Se ciò vale per l'intero istituto è un'altra cosa. "Avevamo regole interne le quali prevedevano che ci attenessimo all'ordinamento giuridico degli altri Stati", ha spiegato Rohner. Egli si è detto deluso del fatto che tali regole non siano state rispettate.

Interrogato in merito alla responsabilità dei vertici per le manchevolezze negli Stati Uniti, il presidente del Cda ha dichiarato: "ci assumiamo la responsabilità nella misura in cui abbiamo guidato la banca in questa fase difficile e continuiamo a farlo".
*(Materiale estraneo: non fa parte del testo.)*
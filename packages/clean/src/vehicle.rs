//! Vehicle columns: composite type split, model year, make, model, color.

use traffic_violations_lookup::PipelineConfig;
use traffic_violations_record_models::{RecordSet, Value};

use crate::CleanError;
use crate::frequency::{FrequencyTable, collapse_long_tail};
use crate::normalize::{
    NON_ALNUM_SPACE_RE, NON_ALPHA_RE, non_empty, normalize_value, parse_number, strip_matches,
};

/// Separator between vehicle code and category (`"02 - AUTOMOBILE"`).
const VEHICLE_TYPE_SEPARATOR: &str = " - ";

/// Splits a normalized composite vehicle type into code and category.
///
/// At most one split is made, so further separators stay in the category.
/// Without a separator the whole string is the code and the category is
/// missing.
#[must_use]
pub fn split_vehicle_type(value: &Value) -> (Value, Value) {
    let Value::Text(raw) = normalize_value(value) else {
        return (Value::Missing, Value::Missing);
    };
    match raw.split_once(VEHICLE_TYPE_SEPARATOR) {
        Some((code, category)) => (
            non_empty(code.to_string()),
            non_empty(category.to_string()),
        ),
        None => (Value::Text(raw), Value::Missing),
    }
}

/// Writes the derived vehicle code and category columns. The raw vehicle
/// type column is left as read.
///
/// # Errors
///
/// Returns [`CleanError::Record`] if the vehicle type column is absent.
pub fn clean_vehicle_type(
    records: &mut RecordSet,
    config: &PipelineConfig,
) -> Result<(), CleanError> {
    let columns = &config.columns;
    let (codes, categories): (Vec<Value>, Vec<Value>) = records
        .require(&columns.vehicle_type)?
        .iter()
        .map(split_vehicle_type)
        .unzip();
    records.set_column(&columns.vehicle_code, codes)?;
    records.set_column(&columns.vehicle_category, categories)?;
    Ok(())
}

/// Parses a model year and applies inclusive bounds. Whole numbers become
/// integers; fractional ones stay floats so schema enforcement can refuse
/// them.
#[must_use]
#[allow(clippy::cast_possible_truncation, clippy::cast_precision_loss)]
pub fn clean_year_value(value: &Value, min: i64, max: i64) -> Value {
    let Some(year) = parse_number(value) else {
        return Value::Missing;
    };
    if year < min as f64 || year > max as f64 {
        return Value::Missing;
    }
    if year.fract() == 0.0 {
        Value::Int(year as i64)
    } else {
        Value::Float(year)
    }
}

/// Applies [`clean_year_value`] to the year column.
///
/// # Errors
///
/// Returns [`CleanError::Record`] if the year column is absent.
pub fn clean_year(records: &mut RecordSet, config: &PipelineConfig) -> Result<(), CleanError> {
    let bounds = config.year;
    for value in records.require_mut(&config.columns.year)? {
        *value = clean_year_value(value, bounds.min, bounds.max);
    }
    Ok(())
}

/// Normalizes makes to letters only, applies the correction table, then
/// collapses makes seen no more than the cutoff (and missing makes) into the
/// fallback category.
///
/// # Errors
///
/// Returns [`CleanError::Record`] if the make column is absent.
pub fn clean_make(records: &mut RecordSet, config: &PipelineConfig) -> Result<(), CleanError> {
    let values = records.require_mut(&config.columns.make)?;
    for value in values.iter_mut() {
        let letters = strip_matches(&normalize_value(value), &NON_ALPHA_RE);
        *value = match letters {
            Value::Text(make) => config
                .make_corrections
                .get(&make)
                .map_or(Value::Text(make), |canonical| Value::text(canonical)),
            other => other,
        };
    }

    let table = FrequencyTable::from_values(values);
    let frequency = &config.frequency;
    let collapsed = collapse_long_tail(
        values,
        &table,
        frequency.make_min_count,
        &Value::text(&frequency.make_fallback),
    );
    log::debug!(
        "Collapsed {collapsed} makes into {} ({} distinct before)",
        frequency.make_fallback,
        table.len()
    );
    Ok(())
}

/// Keeps letters, digits, and spaces, drops leading zeros, then turns models
/// seen no more than the cutoff into missing.
///
/// # Errors
///
/// Returns [`CleanError::Record`] if the model column is absent.
pub fn clean_model(records: &mut RecordSet, config: &PipelineConfig) -> Result<(), CleanError> {
    let values = records.require_mut(&config.columns.model)?;
    for value in values.iter_mut() {
        *value = match strip_matches(&normalize_value(value), &NON_ALNUM_SPACE_RE) {
            Value::Text(model) => {
                let model = model.trim_start_matches('0');
                if model.is_empty() || model == "NONE" {
                    Value::Missing
                } else {
                    Value::text(model)
                }
            }
            other => other,
        };
    }

    let table = FrequencyTable::from_values(values);
    let collapsed = collapse_long_tail(
        values,
        &table,
        config.frequency.model_min_count,
        &Value::Missing,
    );
    log::debug!("Dropped {collapsed} rare models");
    Ok(())
}

/// Rewrites verbose raw colors to their short form. Unmapped colors are
/// kept exactly as read.
///
/// # Errors
///
/// Returns [`CleanError::Record`] if the color column is absent.
pub fn clean_color(records: &mut RecordSet, config: &PipelineConfig) -> Result<(), CleanError> {
    for value in records.require_mut(&config.columns.color)? {
        if let Some(raw) = value.as_text()
            && let Some(short) = config.color_map.get(raw)
        {
            *value = Value::text(short);
        }
    }
    Ok(())
}

#[cfg(test)]
mod tests {
    use traffic_violations_lookup::default_config;

    use super::*;

    fn single(name: &str, values: Vec<Value>) -> RecordSet {
        RecordSet::from_rows(
            vec![name.to_string()],
            values.into_iter().map(|v| vec![v]).collect(),
        )
        .unwrap()
    }

    #[test]
    fn splits_vehicle_type_once() {
        assert_eq!(
            split_vehicle_type(&Value::text("02 - Automobile")),
            (Value::text("02"), Value::text("AUTOMOBILE"))
        );
        assert_eq!(
            split_vehicle_type(&Value::text("29 - Unknown - Other")),
            (Value::text("29"), Value::text("UNKNOWN - OTHER"))
        );
        assert_eq!(
            split_vehicle_type(&Value::text("Moped")),
            (Value::text("MOPED"), Value::Missing)
        );
        assert_eq!(
            split_vehicle_type(&Value::Missing),
            (Value::Missing, Value::Missing)
        );
    }

    #[test]
    fn vehicle_type_adds_derived_columns() {
        let mut records = single("VehicleType", vec![Value::text("05 - Light Duty Truck")]);
        clean_vehicle_type(&mut records, default_config()).unwrap();
        assert_eq!(records.column("Vehicle Code").unwrap(), &[Value::text("05")]);
        assert_eq!(
            records.column("Vehicle Category").unwrap(),
            &[Value::text("LIGHT DUTY TRUCK")]
        );
        assert_eq!(
            records.column("VehicleType").unwrap(),
            &[Value::text("05 - Light Duty Truck")]
        );
    }

    #[test]
    fn year_bounds_are_inclusive() {
        let year = |raw: &str| clean_year_value(&Value::text(raw), 1960, 2025);
        assert_eq!(year("1959"), Value::Missing);
        assert_eq!(year("1960"), Value::Int(1960));
        assert_eq!(year("2025"), Value::Int(2025));
        assert_eq!(year("2026"), Value::Missing);
        assert_eq!(year("2004.0"), Value::Int(2004));
        assert_eq!(year("2004.5"), Value::Float(2004.5));
        assert_eq!(year("unknown"), Value::Missing);
    }

    #[test]
    fn make_corrections_apply_before_collapsing() {
        let mut values = vec![Value::text("toyt"); 150];
        values.extend(vec![Value::text("Toyota"); 60]);
        values.extend(vec![Value::text("FORD"); 200]);
        values.push(Value::Missing);
        values.push(Value::text("F0RD!"));
        let mut records = single("Make", values);

        clean_make(&mut records, default_config()).unwrap();
        let makes = records.column("Make").unwrap();

        assert_eq!(makes[0], Value::text("TOYOTA"));
        assert_eq!(makes[150], Value::text("TOYOTA"));
        assert_eq!(makes[210], Value::text("OTHER"));
        assert_eq!(makes[410], Value::text("OTHER"));
        assert_eq!(makes[411], Value::text("OTHER"));
    }

    #[test]
    fn models_lose_punctuation_and_leading_zeros() {
        let mut values = vec![Value::text("4s"); 51];
        values.extend(vec![Value::text("004S"); 10]);
        values.push(Value::text("none"));
        values.push(Value::text("rare-1"));
        let mut records = single("Model", values);

        clean_model(&mut records, default_config()).unwrap();
        let models = records.column("Model").unwrap();

        assert_eq!(models[0], Value::text("4S"));
        assert_eq!(models[51], Value::text("4S"));
        assert_eq!(models[61], Value::Missing);
        assert_eq!(models[62], Value::Missing);
    }

    #[test]
    fn colors_map_verbose_values_only() {
        let config = default_config();
        let (verbose, short) = config.color_map.iter().next().unwrap();
        let mut records = single(
            "Color",
            vec![Value::text(verbose.as_str()), Value::text("PURPLE"), Value::Missing],
        );
        clean_color(&mut records, config).unwrap();
        assert_eq!(
            records.column("Color").unwrap(),
            &[Value::text(short.as_str()), Value::text("PURPLE"), Value::Missing]
        );
    }
}
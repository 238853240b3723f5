//! CSV source and export.
//!
//! Cells are read verbatim; an empty cell is the only thing treated as
//! missing at this point. Trimming and null-token folding belong to the
//! cleaning stages.

use std::io;
use std::path::Path;

use traffic_violations_lookup::PipelineConfig;
use traffic_violations_record_models::{RecordSet, Value};

use crate::IngestError;

fn cell(raw: &str) -> Value {
    if raw.is_empty() {
        Value::Missing
    } else {
        Value::text(raw)
    }
}

/// Reads a header row plus records from any reader and checks that every
/// column the pipeline needs is present.
///
/// # Errors
///
/// Returns [`IngestError::NoHeader`] for an empty header,
/// [`IngestError::MissingColumns`] when required columns are absent, or
/// [`IngestError::Csv`] for malformed input (including ragged rows).
pub fn read_records<R: io::Read>(
    reader: R,
    config: &PipelineConfig,
) -> Result<RecordSet, IngestError> {
    let mut reader = csv::ReaderBuilder::new()
        .flexible(false)
        .from_reader(reader);

    let headers: Vec<String> = reader
        .headers()?
        .iter()
        .map(|h| h.trim().to_owned())
        .collect();

    if headers.iter().all(String::is_empty) {
        return Err(IngestError::NoHeader);
    }

    let missing: Vec<String> = config
        .required_columns()
        .into_iter()
        .filter(|required| !headers.iter().any(|h| h == required))
        .map(str::to_owned)
        .collect();
    if !missing.is_empty() {
        return Err(IngestError::MissingColumns { missing });
    }

    let mut records = RecordSet::with_columns(&headers);
    for result in reader.records() {
        let record = result?;
        records.push_row(record.iter().map(cell).collect())?;
    }

    Ok(records)
}

/// Reads the raw CSV at `path`.
///
/// # Errors
///
/// See [`read_records`]; also fails if the file cannot be opened.
pub fn load_csv(path: &Path, config: &PipelineConfig) -> Result<RecordSet, IngestError> {
    log::info!("Reading {}", path.display());
    let file = std::fs::File::open(path)?;
    let records = read_records(io::BufReader::new(file), config)?;
    log::info!(
        "Read {} records with {} columns",
        records.len(),
        records.columns().len()
    );
    Ok(records)
}

/// Writes records with their original headers. Missing cells are empty.
///
/// # Errors
///
/// Returns [`IngestError`] if the output cannot be written.
pub fn write_records<W: io::Write>(writer: W, records: &RecordSet) -> Result<(), IngestError> {
    let mut writer = csv::Writer::from_writer(writer);
    writer.write_record(records.column_names())?;
    for row in 0..records.len() {
        writer.write_record(records.row_values(row).iter().map(ToString::to_string))?;
    }
    writer.flush()?;
    Ok(())
}

/// Writes the cleaned table to `path`, creating parent directories.
///
/// # Errors
///
/// Returns [`IngestError`] if the directory or file cannot be written.
pub fn save_csv(path: &Path, records: &RecordSet) -> Result<(), IngestError> {
    if let Some(parent) = path.parent()
        && !parent.as_os_str().is_empty()
    {
        traffic_violations_database::paths::ensure_dir(parent)?;
    }
    log::info!("Writing {} records to {}", records.len(), path.display());
    write_records(std::fs::File::create(path)?, records)
}

#[cfg(test)]
mod tests {
    use traffic_violations_lookup::default_config;

    use super::*;

    fn header() -> String {
        default_config().required_columns().join(",")
    }

    #[test]
    fn reads_cells_and_marks_empty_missing() {
        let width = default_config().required_columns().len();
        let mut row = vec![""; width];
        row[0] = "abc123";
        let input = format!("{}\n{}\n", header(), row.join(","));

        let records = read_records(input.as_bytes(), default_config()).unwrap();
        assert_eq!(records.len(), 1);
        assert_eq!(records.column("SeqID").unwrap(), &[Value::text("abc123")]);
        assert_eq!(records.column("Make").unwrap(), &[Value::Missing]);
    }

    #[test]
    fn trims_header_names() {
        let input = header().replace("SeqID", " SeqID ") + "\n";
        let records = read_records(input.as_bytes(), default_config()).unwrap();
        assert!(records.has_column("SeqID"));
    }

    #[test]
    fn reports_missing_required_columns() {
        let err = read_records("SeqID,Make\n1,FORD\n".as_bytes(), default_config()).unwrap_err();
        let IngestError::MissingColumns { missing } = err else {
            panic!("expected missing columns, got {err}");
        };
        assert!(missing.contains(&"Description".to_string()));
        assert!(!missing.contains(&"SeqID".to_string()));
    }

    #[test]
    fn rejects_ragged_rows() {
        let input = format!("{}\nonly,two\n", header());
        assert!(matches!(
            read_records(input.as_bytes(), default_config()),
            Err(IngestError::Csv(_))
        ));
    }

    #[test]
    fn writes_missing_as_empty_cells() {
        let records = RecordSet::from_rows(
            vec!["SeqID".to_string(), "Year".to_string()],
            vec![vec![Value::text("a"), Value::Int(2010)], vec![Value::text("b"), Value::Missing]],
        )
        .unwrap();
        let mut out = Vec::new();
        write_records(&mut out, &records).unwrap();
        assert_eq!(String::from_utf8(out).unwrap(), "SeqID,Year\na,2010\nb,\n");
    }

    #[test]
    fn save_csv_creates_parent_directory() {
        let dir = tempfile::tempdir().unwrap();
        let path = dir.path().join("out").join("clean.csv");
        let records = RecordSet::from_rows(vec!["SeqID".to_string()], vec![vec![Value::text("a")]])
            .unwrap();
        save_csv(&path, &records).unwrap();
        assert_eq!(std::fs::read_to_string(&path).unwrap(), "SeqID\na\n");
    }
}
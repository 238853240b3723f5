//! Stage-level progress reporting.
//!
//! The pipeline only knows how many stages it has and which one is running.
//! How that is shown (a terminal bar, nothing at all) is up to the caller.

use std::sync::Arc;

/// Receives progress updates while the cleaning stages run.
pub trait ProgressCallback: Send + Sync {
    /// Total number of units (stages, batches) that will be reported.
    fn set_total(&self, total: u64);

    /// Marks `delta` more units as done.
    fn inc(&self, delta: u64);

    /// Names the unit currently being worked on.
    fn set_message(&self, msg: String);

    /// Reports completion.
    fn finish(&self, msg: String);
}

/// Discards every update. Used by tests and non-interactive callers.
pub struct NullProgress;

impl ProgressCallback for NullProgress {
    fn set_total(&self, _total: u64) {}
    fn inc(&self, _delta: u64) {}
    fn set_message(&self, _msg: String) {}
    fn finish(&self, _msg: String) {}
}

/// Shared [`NullProgress`].
#[must_use]
pub fn null_progress() -> Arc<dyn ProgressCallback> {
    Arc::new(NullProgress)
}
Gli USA volevano dati di clienti, cosa che però nel caso di Credit Suisse non era possibile fornire. Questo è il motivo per cui la multa è così elevata. Rohner ha aggiunto di ritenere che oltre ai casi già noti, negli Stati Uniti non dovrebbero essere accusati altri dipendenti della banca.

Il presidente del Cda ha inoltre ribadito il suo sostegno allo scambio automatico di informazioni (SAI) quale soluzione per il problema dei fondi neri. Lo SAI e la strategia del denaro pulito sono la via giusta. "Lo affermo già da molti anni" e non soltanto da quando sono sorti i problemi con gli USA.